* The problem:
From the entries below, copy out every line with "means" in it.

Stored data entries
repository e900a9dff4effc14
use ratatui::layout::{Constraint, Direction, Layout as RatatuiLayout, Rect};

/// Layout helper for consistent screen layouts
pub struct Layout;

impl Layout {
    /// Create the main layout with header, content, and status bar
    pub fn main(area: Rect) -> (Rect, Rect, Rect) {
        let chunks = RatatuiLayout::default()
            .direction(Direction::Vertical)
            .constraints([
                Constraint::Length(3), // Header
                Constraint::Min(1),    // Content
                Constraint::Length(1), // Status bar
            ])
            .split(area);

        (chunks[0], chunks[1], chunks[2])
    }

    /// Create a centered content area (for selection screens)
    pub fn centered_list(area: Rect, width_percent: u16) -> Rect {
        let horizontal = RatatuiLayout::default()
            .direction(Direction::Horizontal)
            .constraints([
                Constraint::Percentage((100 - width_percent) / 2),
                Constraint::Percentage(width_percent),
                Constraint::Percentage((100 - width_percent) / 2),
            ])
            .split(area);

        let vertical = RatatuiLayout::default()
            .direction(Direction::Vertical)
            .constraints([
                Constraint::Length(1),
                Constraint::Min(1),
                Constraint::Length(1),
            ])
            .split(horizontal[1]);

        vertical[1]
    }

    /// Centered popup of at most `width` x `height`, leaving a 2-cell margin
    pub fn popup(area: Rect, width: u16, height: u16) -> Rect {
        let width = width.min(area.width.saturating_sub(4));
        let height = height.min(area.height.saturating_sub(4));
        let x = area.x + area.width.saturating_sub(width) / 2;
        let y = area.y + area.height.saturating_sub(height) / 2;
        Rect::new(x, y, width, height)
    }

    /// Split the log viewer content into optional bars above the log table
    pub fn log_viewer(area: Rect, show_stats: bool, show_filter: bool) -> (Option<Rect>, Option<Rect>, Rect) {
        let mut constraints = Vec::new();
        if show_stats {
            constraints.push(Constraint::Length(3));
        }
        if show_filter {
            constraints.push(Constraint::Length(3));
        }
        constraints.push(Constraint::Min(1));

        let chunks = RatatuiLayout::default()
            .direction(Direction::Vertical)
            .constraints(constraints)
            .split(area);

        let mut idx = 0;
        let stats = show_stats.then(|| {
            idx += 1;
            chunks[idx - 1]
        });
        let filter = show_filter.then(|| {
            idx += 1;
            chunks[idx - 1]
        });
        (stats, filter, chunks[idx])
    }
}
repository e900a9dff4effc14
use regex::Regex;
use tracing::debug;

use crate::render::RenderedRow;

/// Result of a filter request
#[derive(Clone, Copy, Debug, PartialEq, Eq)]
pub enum FilterOutcome {
    /// Pattern compiled and applied; number of rows left matching
    Applied { matching: usize },
    /// Empty pattern: everything visible, no highlights
    Cleared,
    /// Pattern did not compile; previous filter kept
    Rejected,
}

/// Live case-insensitive regex filter over rendered cell text
#[derive(Clone, Debug, Default)]
pub struct FilterEngine {
    /// Compiled pattern (None = no filter)
    regex: Option<Regex>,

    /// Original pattern string
    pattern: String,
}

impl FilterEngine {
    pub fn new() -> Self {
        Self::default()
    }

    /// Replace the active pattern and apply it to `rows`
    pub fn apply(&mut self, pattern: &str, rows: &mut [RenderedRow]) -> FilterOutcome {
        if pattern.is_empty() {
            self.regex = None;
            self.pattern.clear();
            self.apply_to(rows);
            return FilterOutcome::Cleared;
        }

        match Regex::new(&format!("(?i){}", pattern)) {
            Ok(regex) => {
                self.regex = Some(regex);
                self.pattern = pattern.to_string();
                let matching = self.apply_to(rows);
                debug!("filter '{}' matches {} rows", pattern, matching);
                FilterOutcome::Applied { matching }
            }
            Err(e) => {
                debug!("ignoring invalid filter pattern '{}': {}", pattern, e);
                FilterOutcome::Rejected
            }
        }
    }

    /// Apply the current pattern to a scope of rows; returns how many pass
    pub fn apply_to(&self, rows: &mut [RenderedRow]) -> usize {
        let Some(regex) = &self.regex else {
            for row in rows.iter_mut() {
                row.filtered_out = false;
                row.cells.iter_mut().for_each(|c| c.matched = false);
            }
            return rows.len();
        };

        let mut matching = 0;
        for row in rows.iter_mut() {
            let mut any = false;
            for cell in row.cells.iter_mut() {
                cell.matched = regex.is_match(&cell.text);
                any |= cell.matched;
            }
            row.filtered_out = !any;
            if any {
                matching += 1;
            }
        }
        matching
    }

    /// Match positions in a string (for highlighting)
    pub fn find_matches(&self, text: &str) -> Vec<(usize, usize)> {
        match &self.regex {
            Some(re) => re
                .find_iter(text)
                .filter(|m| !m.is_empty())
                .map(|m| (m.start(), m.end()))
                .collect(),
            None => Vec::new(),
        }
    }

    pub fn pattern(&self) -> &str {
        &self.pattern
    }

    pub fn is_active(&self) -> bool {
        self.regex.is_some()
    }
}
use ratatui::{
    buffer::Buffer,
    layout::Rect,
    text::{Line, Span},
    widgets::{Block, Borders, List, ListItem, ListState, StatefulWidget},
};

use crate::ui::Theme;

/// A generic list selector component
pub struct ListSelector<'a> {
    items: Vec<ListItem<'a>>,
    title: String,
    empty_text: &'a str,
}

impl<'a> ListSelector<'a> {
    pub fn new(title: impl Into<String>) -> Self {
        Self {
            items: Vec::new(),
            title: title.into(),
            empty_text: "nothing to show",
        }
    }

    /// Add items, highlighting the part matching `needle` (case-insensitive)
    pub fn items<I, S>(mut self, items: I, needle: &str) -> Self
    where
        I: IntoIterator<Item = S>,
        S: Into<String>,
    {
        let needle = needle.to_lowercase();
        self.items = items
            .into_iter()
            .map(|text| ListItem::new(highlight(text.into(), &needle)))
            .collect();
        self
    }

    /// Text shown when there are no items
    pub fn empty_text(mut self, text: &'a str) -> Self {
        self.empty_text = text;
        self
    }
}

fn highlight(text: String, needle: &str) -> Line<'static> {
    let start = if needle.is_empty() {
        None
    } else {
        // Byte offsets only line up when lowercasing keeps lengths
        let lower = text.to_lowercase();
        (lower.len() == text.len()).then(|| lower.find(needle)).flatten()
    };

    match start {
        Some(start) => {
            let end = start + needle.len();
            Line::from(vec![
                Span::styled(text[..start].to_string(), Theme::list_item()),
                Span::styled(text[start..end].to_string(), Theme::text_highlight()),
                Span::styled(text[end..].to_string(), Theme::list_item()),
            ])
        }
        None => Line::from(Span::styled(text, Theme::list_item())),
    }
}

impl StatefulWidget for ListSelector<'_> {
    type State = ListState;

    fn render(self, area: Rect, buf: &mut Buffer, state: &mut Self::State) {
        let block = Block::default()
            .borders(Borders::ALL)
            .border_style(Theme::border_focused())
            .title(Span::styled(self.title, Theme::title()));

        let items = if self.items.is_empty() {
            vec![ListItem::new(Span::styled(self.empty_text, Theme::text_dim()))]
        } else {
            self.items
        };

        let list = List::new(items)
            .block(block)
            .highlight_style(Theme::list_item_selected())
            .highlight_symbol("▶ ");

        StatefulWidget::render(list, area, buf, state);
    }
}

/// Extension trait to render ListSelector more easily
pub trait ListSelectorExt {
    fn render_list_selector(&mut self, area: Rect, selector: ListSelector, state: &mut ListState);
}

impl ListSelectorExt for ratatui::Frame<'_> {
    fn render_list_selector(&mut self, area: Rect, selector: ListSelector, state: &mut ListState) {
        self.render_stateful_widget(selector, area, state);
    }
}
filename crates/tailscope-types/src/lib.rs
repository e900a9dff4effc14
//! Shared types for tailscope
//!
//! This crate contains data structures used across multiple tailscope crates:
//! severities, structured log records, and the request/response shapes of the
//! experiment monitor's HTTP endpoints.

use ratatui::style::Color;
use serde::{Deserialize, Serialize};

// ============================================================================
// Severity
// ============================================================================

/// Log severity class, totally ordered from least to most severe
#[derive(Clone, Copy, Debug, PartialEq, Eq, PartialOrd, Ord, Hash, Default)]
pub enum Severity {
    #[default]
    Debug,
    Info,
    Warning,
    Error,
    Critical,
}

impl Severity {
    /// All severities in ascending order
    pub const ALL: [Severity; 5] = [
        Self::Debug,
        Self::Info,
        Self::Warning,
        Self::Error,
        Self::Critical,
    ];

    /// Parse a level field value (case-insensitive, common aliases accepted)
    pub fn parse(s: &str) -> Option<Self> {
        match s.trim().to_lowercase().as_str() {
            "debug" | "dbg" => Some(Self::Debug),
            "info" | "inf" => Some(Self::Info),
            "warning" | "warn" | "wrn" => Some(Self::Warning),
            "error" | "err" => Some(Self::Error),
            "critical" | "crit" | "fatal" => Some(Self::Critical),
            _ => None,
        }
    }

    /// Canonical lowercase name, also used as the hue hash input
    pub fn name(&self) -> &'static str {
        match self {
            Self::Debug => "debug",
            Self::Info => "info",
            Self::Warning => "warning",
            Self::Error => "error",
            Self::Critical => "critical",
        }
    }

    /// Foreground color used for the whole row of this severity
    pub fn color(&self) -> Color {
        match self {
            Self::Debug => Color::DarkGray,
            Self::Info => Color::White,
            Self::Warning => Color::Yellow,
            Self::Error => Color::Red,
            Self::Critical => Color::Magenta,
        }
    }

    /// Cycle to the next, more severe, class
    pub fn next(&self) -> Self {
        match self {
            Self::Debug => Self::Info,
            Self::Info => Self::Warning,
            Self::Warning => Self::Error,
            Self::Error => Self::Critical,
            Self::Critical => Self::Debug,
        }
    }

    /// Cycle to the previous, less severe, class
    pub fn prev(&self) -> Self {
        match self {
            Self::Debug => Self::Critical,
            Self::Info => Self::Debug,
            Self::Warning => Self::Info,
            Self::Error => Self::Warning,
            Self::Critical => Self::Error,
        }
    }
}

impl std::fmt::Display for Severity {
    fn fmt(&self, f: &mut std::fmt::Formatter<'_>) -> std::fmt::Result {
        f.write_str(self.name())
    }
}

// ============================================================================
// Hue
// ============================================================================

/// A stable hue (0..360) derived from a string, used for visual grouping
#[derive(Clone, Copy, Debug, PartialEq, Eq, Hash)]
pub struct Hue(pub u16);

impl Hue {
    /// Same input always yields the same hue
    pub fn of(s: &str) -> Self {
        let hash = s
            .bytes()
            .fold(0u32, |acc, b| acc.wrapping_mul(31).wrapping_add(b as u32));
        Self((hash % 360) as u16)
    }

    /// Convert to an RGB terminal color with the given saturation and lightness (0.0..=1.0)
    pub fn to_color(self, saturation: f32, lightness: f32) -> Color {
        let h = f32::from(self.0) / 60.0;
        let c = (1.0 - (2.0 * lightness - 1.0).abs()) * saturation;
        let x = c * (1.0 - (h % 2.0 - 1.0).abs());
        let m = lightness - c / 2.0;

        let (r, g, b) = match h as u32 {
            0 => (c, x, 0.0),
            1 => (x, c, 0.0),
            2 => (0.0, c, x),
            3 => (0.0, x, c),
            4 => (x, 0.0, c),
            _ => (c, 0.0, x),
        };

        let channel = |v: f32| ((v + m) * 255.0).round().clamp(0.0, 255.0) as u8;
        Color::Rgb(channel(r), channel(g), channel(b))
    }
}

// ============================================================================
// Log Records
// ============================================================================

/// Column names of a stream, established once by the first poll response
#[derive(Clone, Debug, Default, PartialEq, Eq)]
pub struct Headers(Vec<String>);

impl Headers {
    pub fn new(columns: Vec<String>) -> Self {
        Self(columns)
    }

    pub fn columns(&self) -> &[String] {
        &self.0
    }

    pub fn len(&self) -> usize {
        self.0.len()
    }

    pub fn is_empty(&self) -> bool {
        self.0.is_empty()
    }

    /// Position of a named column
    pub fn index_of(&self, name: &str) -> Option<usize> {
        self.0.iter().position(|c| c == name)
    }
}

/// One structured log line: cell values in header order
#[derive(Clone, Debug, Default, PartialEq, Eq)]
pub struct LogRecord {
    pub cells: Vec<String>,
}

impl LogRecord {
    pub fn new(cells: Vec<String>) -> Self {
        Self { cells }
    }
}

/// Opaque server-issued cursor marking how much of a stream has been consumed
#[derive(Clone, Debug, PartialEq, Eq, Serialize, Deserialize)]
#[serde(transparent)]
pub struct ContinuationToken(pub String);

// ============================================================================
// Endpoint Shapes
// ============================================================================

/// Body of `POST /getlogs`
#[derive(Clone, Debug, PartialEq, Serialize)]
pub struct FetchLogRequest {
    pub path: String,

    /// Omitted means "from the start"
    #[serde(skip_serializing_if = "Option::is_none")]
    pub logs_data: Option<ContinuationToken>,

    pub wait_for_start: bool,

    /// Seconds the server may block waiting for new output
    pub timeout: u64,
}

/// Response of `POST /getlogs`
#[derive(Clone, Debug, Deserialize)]
pub struct FetchLogResponse {
    pub url: String,
    pub headers: Vec<String>,
    pub joint_log: Vec<Vec<serde_json::Value>>,
    pub logs_data: ContinuationToken,
    pub is_running: bool,
}

impl FetchLogResponse {
    /// Convert the raw rows into records; non-string cells are rendered as JSON text
    pub fn records(&self) -> Vec<LogRecord> {
        self.joint_log
            .iter()
            .map(|row| LogRecord::new(row.iter().map(cell_text).collect()))
            .collect()
    }
}

fn cell_text(value: &serde_json::Value) -> String {
    match value {
        serde_json::Value::String(s) => s.clone(),
        serde_json::Value::Null => String::new(),
        other => other.to_string(),
    }
}

/// Body of `POST /get_relative_path`
#[derive(Clone, Debug, Serialize)]
pub struct ResolveRequest {
    pub path: String,
}

/// Response of `POST /get_relative_path`
#[derive(Clone, Debug, Deserialize)]
pub struct ResolveResponse {
    pub url: String,
}

/// Response of `GET /tree`
#[derive(Clone, Debug, Deserialize)]
pub struct TreeResponse {
    pub tree: Vec<String>,
}

/// Body of `POST /launch`
#[derive(Clone, Debug, Serialize)]
pub struct LaunchRequest {
    pub path: String,
    pub overwrite: bool,
    pub wait_for_start: bool,
    pub batch: bool,
}

/// Response of `POST /launch`
#[derive(Clone, Debug, Deserialize)]
pub struct LaunchResponse {
    pub url: String,
    #[serde(default)]
    pub pid: Option<u32>,
}

/// How to stop a running process
#[derive(Clone, Copy, Debug, PartialEq, Eq, Serialize)]
pub enum Signal {
    #[serde(rename = "int")]
    Graceful,
    #[serde(rename = "kill")]
    Kill,
}

/// Body of `POST /terminate`
#[derive(Clone, Debug, Serialize)]
pub struct TerminateRequest {
    pub path: String,
    pub signal: Signal,
}

/// Response of `POST /terminate`
#[derive(Clone, Debug, Deserialize)]
pub struct TerminateResponse {
    pub url: String,
}

/// Body of any non-2xx response
#[derive(Clone, Debug, Default, Deserialize)]
pub struct ErrorBody {
    #[serde(default)]
    pub message: String,
    #[serde(default)]
    pub traceback: Option<String>,
}

#[cfg(test)]
mod tests {
    use super::*;

    #[test]
    fn test_severity_order() {
        assert!(Severity::Debug < Severity::Info);
        assert!(Severity::Warning < Severity::Error);
        assert!(Severity::Error < Severity::Critical);
    }

    #[test]
    fn test_severity_parse() {
        assert_eq!(Severity::parse("WARNING"), Some(Severity::Warning));
        assert_eq!(Severity::parse("warn"), Some(Severity::Warning));
        assert_eq!(Severity::parse(" critical "), Some(Severity::Critical));
        assert_eq!(Severity::parse("verbose"), None);
    }

    #[test]
    fn test_severity_cycle() {
        assert_eq!(Severity::Critical.next(), Severity::Debug);
        assert_eq!(Severity::Debug.prev(), Severity::Critical);
    }

    #[test]
    fn test_hue_is_stable() {
        assert_eq!(Hue::of("module.a"), Hue::of("module.a"));
        assert!(Hue::of("anything").0 < 360);
    }

    #[test]
    fn test_hue_to_color_primary() {
        assert_eq!(Hue(0).to_color(1.0, 0.5), Color::Rgb(255, 0, 0));
        assert_eq!(Hue(120).to_color(1.0, 0.5), Color::Rgb(0, 255, 0));
    }

    #[test]
    fn test_fetch_response_records() {
        let json = r#"{
            "url": "exp/run1",
            "headers": ["time", "level", "message"],
            "joint_log": [["0s", "INFO", "hello"], ["1s", "ERROR", null], ["2s", "DEBUG", 42]],
            "logs_data": "b64token",
            "is_running": true
        }"#;
        let resp: FetchLogResponse = serde_json::from_str(json).unwrap();
        let records = resp.records();
        assert_eq!(records.len(), 3);
        assert_eq!(records[1].cells[2], "");
        assert_eq!(records[2].cells[2], "42");
        assert_eq!(resp.logs_data, ContinuationToken("b64token".to_string()));
    }

    #[test]
    fn test_fetch_request_omits_missing_token() {
        let req = FetchLogRequest {
            path: "exp".to_string(),
            logs_data: None,
            wait_for_start: false,
            timeout: 10,
        };
        let json = serde_json::to_value(&req).unwrap();
        assert!(json.get("logs_data").is_none());
    }

    #[test]
    fn test_signal_wire_names() {
        assert_eq!(serde_json::to_string(&Signal::Graceful).unwrap(), "\"int\"");
        assert_eq!(serde_json::to_string(&Signal::Kill).unwrap(), "\"kill\"");
    }
}
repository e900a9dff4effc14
//! Terminal UI handling

mod event;
mod terminal;

pub use event::{Event, EventHandler};
pub use terminal::Tui;
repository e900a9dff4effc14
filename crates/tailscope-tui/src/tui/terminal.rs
use std::io::{self, Stdout, stdout};

use crossterm::{
    execute,
    terminal::{EnterAlternateScreen, LeaveAlternateScreen, disable_raw_mode, enable_raw_mode},
};
use ratatui::{Frame, Terminal, backend::CrosstermBackend};

/// Owns the terminal for the lifetime of the UI; restores it on drop
pub struct Tui {
    terminal: Terminal<CrosstermBackend<Stdout>>,
    restored: bool,
}

impl Tui {
    /// Enter raw mode and the alternate screen
    pub fn new() -> io::Result<Self> {
        enable_raw_mode()?;
        execute!(stdout(), EnterAlternateScreen)?;

        let terminal = Terminal::new(CrosstermBackend::new(stdout()))?;
        Ok(Self {
            terminal,
            restored: false,
        })
    }

    /// Draw one frame
    pub fn draw<F>(&mut self, render: F) -> io::Result<()>
    where
        F: FnOnce(&mut Frame),
    {
        self.terminal.draw(render)?;
        Ok(())
    }

    /// Restore the terminal to its original state
    pub fn restore(&mut self) -> io::Result<()> {
        if self.restored {
            return Ok(());
        }
        self.restored = true;
        disable_raw_mode()?;
        execute!(self.terminal.backend_mut(), LeaveAlternateScreen)?;
        self.terminal.show_cursor()?;
        Ok(())
    }
}

impl Drop for Tui {
    fn drop(&mut self) {
        let _ = self.restore();
    }
}
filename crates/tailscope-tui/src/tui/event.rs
use std::time::Duration;

use crossterm::event::{Event as CrosstermEvent, EventStream, KeyEvent, KeyEventKind};
use futures::{FutureExt, StreamExt};
use tokio::sync::mpsc;
use tokio_util::sync::CancellationToken;

/// Terminal events
#[derive(Clone, Debug)]
pub enum Event {
    /// Periodic tick; drives redraws such as fading highlights
    Tick,
    /// Key press event
    Key(KeyEvent),
    /// Terminal resize
    Resize(u16, u16),
    /// Reading the terminal failed
    Error(String),
}

/// Reads terminal input on a background task and forwards it with periodic ticks
pub struct EventHandler {
    receiver: mpsc::UnboundedReceiver<Event>,
    cancel: CancellationToken,
}

impl EventHandler {
    /// Create a new event handler with the given tick rate
    pub fn new(tick_rate: Duration) -> Self {
        let (sender, receiver) = mpsc::unbounded_channel();
        let cancel = CancellationToken::new();
        tokio::spawn(read_events(sender, cancel.clone(), tick_rate));

        Self { receiver, cancel }
    }

    /// Receive the next event
    pub async fn next(&mut self) -> Option<Event> {
        self.receiver.recv().await
    }

    /// Shutdown the event handler
    pub fn shutdown(&self) {
        self.cancel.cancel();
    }
}

impl Drop for EventHandler {
    fn drop(&mut self) {
        self.cancel.cancel();
    }
}

async fn read_events(
    sender: mpsc::UnboundedSender<Event>,
    cancel: CancellationToken,
    tick_rate: Duration,
) {
    let mut reader = EventStream::new();
    let mut ticks = tokio::time::interval(tick_rate);

    loop {
        let crossterm_event = reader.next().fuse();

        let event = tokio::select! {
            _ = cancel.cancelled() => break,
            _ = ticks.tick() => Event::Tick,
            maybe_event = crossterm_event => match maybe_event {
                // Only presses; release events arrive on some platforms
                Some(Ok(CrosstermEvent::Key(key))) if key.kind == KeyEventKind::Press => Event::Key(key),
                Some(Ok(CrosstermEvent::Resize(w, h))) => Event::Resize(w, h),
                Some(Ok(_)) => continue,
                Some(Err(e)) => Event::Error(e.to_string()),
                None => break,
            },
        };

        if sender.send(event).is_err() {
            break;
        }
    }
}
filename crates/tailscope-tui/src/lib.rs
//! TUI components for tailscope
//!
//! This crate provides the terminal user interface for tailscope,
//! including state management, keybindings, event handling, and UI components.

pub mod app;
pub mod config;
pub mod tui;
pub mod ui;

pub use app::{Action, AppState, ErrorReport, Screen, UiState, VisibleRows};
pub use config::{KeyBinding, KeyBindings, KeyContext};
pub use tui::{Event, EventHandler, Tui};
pub use ui::components::{ErrorPanel, HelpOverlay, ListSelector, ListSelectorExt, StatusBar, list_nav_hints};
pub use ui::screens::{LogViewerScreen, PathSelectScreen};
pub use ui::{Layout, Theme};
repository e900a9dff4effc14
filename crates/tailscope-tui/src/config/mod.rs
//! Configuration

mod keybindings;

pub use keybindings::{KeyBinding, KeyBindings, KeyContext};
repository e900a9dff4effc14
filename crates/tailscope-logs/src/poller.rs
use std::future::Future;
use std::sync::Arc;

use tokio::sync::mpsc;
use tokio_util::sync::CancellationToken;
use tracing::trace;

use crate::controller::PollTicket;
use tailscope_client::{ApiError, ExpClient};
use tailscope_types::{FetchLogRequest, FetchLogResponse};

/// Anything that can answer a log fetch
pub trait LogSource: Send + Sync + 'static {
    fn fetch_log(
        &self,
        request: &FetchLogRequest,
    ) -> impl Future<Output = Result<FetchLogResponse, ApiError>> + Send;
}

impl LogSource for ExpClient {
    fn fetch_log(
        &self,
        request: &FetchLogRequest,
    ) -> impl Future<Output = Result<FetchLogResponse, ApiError>> + Send {
        ExpClient::fetch_log(self, request)
    }
}

/// A completed fetch, still tagged with the ticket that asked for it
#[derive(Debug)]
pub struct PollEvent {
    pub ticket: PollTicket,
    pub result: Result<FetchLogResponse, ApiError>,
}

/// Runs fetches in the background and reports results over a channel
pub struct LogPoller<S> {
    source: Arc<S>,
    tx: mpsc::UnboundedSender<PollEvent>,

    /// Cancels every fetch still in flight
    cancel: CancellationToken,
}

impl<S: LogSource> LogPoller<S> {
    pub fn new(source: Arc<S>, tx: mpsc::UnboundedSender<PollEvent>) -> Self {
        Self {
            source,
            tx,
            cancel: CancellationToken::new(),
        }
    }

    /// Start the fetch described by `ticket`
    pub fn issue(&self, ticket: PollTicket) {
        let source = Arc::clone(&self.source);
        let tx = self.tx.clone();
        let cancel = self.cancel.clone();
        let request = ticket.request.clone();

        trace!("fetching '{}' from {:?}", request.path, request.logs_data);
        tokio::spawn(async move {
            tokio::select! {
                _ = cancel.cancelled() => {}
                result = source.fetch_log(&request) => {
                    // Receiver gone means the app is shutting down
                    let _ = tx.send(PollEvent { ticket, result });
                }
            }
        });
    }

    /// Abandon in-flight fetches; later fetches are unaffected
    pub fn abandon(&mut self) {
        self.cancel.cancel();
        self.cancel = CancellationToken::new();
    }

    pub fn shutdown(&self) {
        self.cancel.cancel();
    }
}

impl<S> Drop for LogPoller<S> {
    fn drop(&mut self) {
        self.cancel.cancel();
    }
}

#[cfg(test)]
mod tests {
    use super::*;
    use crate::session::SessionId;
    use std::time::Duration;
    use tailscope_types::ContinuationToken;

    struct FakeSource {
        delay: Duration,
    }

    impl LogSource for FakeSource {
        async fn fetch_log(&self, request: &FetchLogRequest) -> Result<FetchLogResponse, ApiError> {
            tokio::time::sleep(self.delay).await;
            Ok(FetchLogResponse {
                url: request.path.clone(),
                headers: vec!["message".into()],
                joint_log: vec![vec![serde_json::Value::from("hello")]],
                logs_data: ContinuationToken("next".into()),
                is_running: true,
            })
        }
    }

    fn ticket(path: &str) -> PollTicket {
        PollTicket {
            session: SessionId(1),
            path: path.to_string(),
            request: FetchLogRequest {
                path: path.to_string(),
                logs_data: None,
                wait_for_start: false,
                timeout: 10,
            },
        }
    }

    #[tokio::test]
    async fn test_result_delivered_with_ticket() {
        let (tx, mut rx) = mpsc::unbounded_channel();
        let poller = LogPoller::new(Arc::new(FakeSource { delay: Duration::ZERO }), tx);

        poller.issue(ticket("exp/a"));
        let event = rx.recv().await.unwrap();
        assert_eq!(event.ticket.path, "exp/a");
        assert_eq!(event.result.unwrap().url, "exp/a");
    }

    #[tokio::test]
    async fn test_abandoned_fetch_reports_nothing() {
        let (tx, mut rx) = mpsc::unbounded_channel();
        let mut poller = LogPoller::new(
            Arc::new(FakeSource {
                delay: Duration::from_secs(30),
            }),
            tx,
        );

        poller.issue(ticket("exp/a"));
        poller.abandon();

        let waited = tokio::time::timeout(Duration::from_millis(50), rx.recv()).await;
        assert!(waited.is_err());
    }
}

* Exercise answer:
    /// Omitted means "from the start"
                    // Receiver gone means the app is shutting down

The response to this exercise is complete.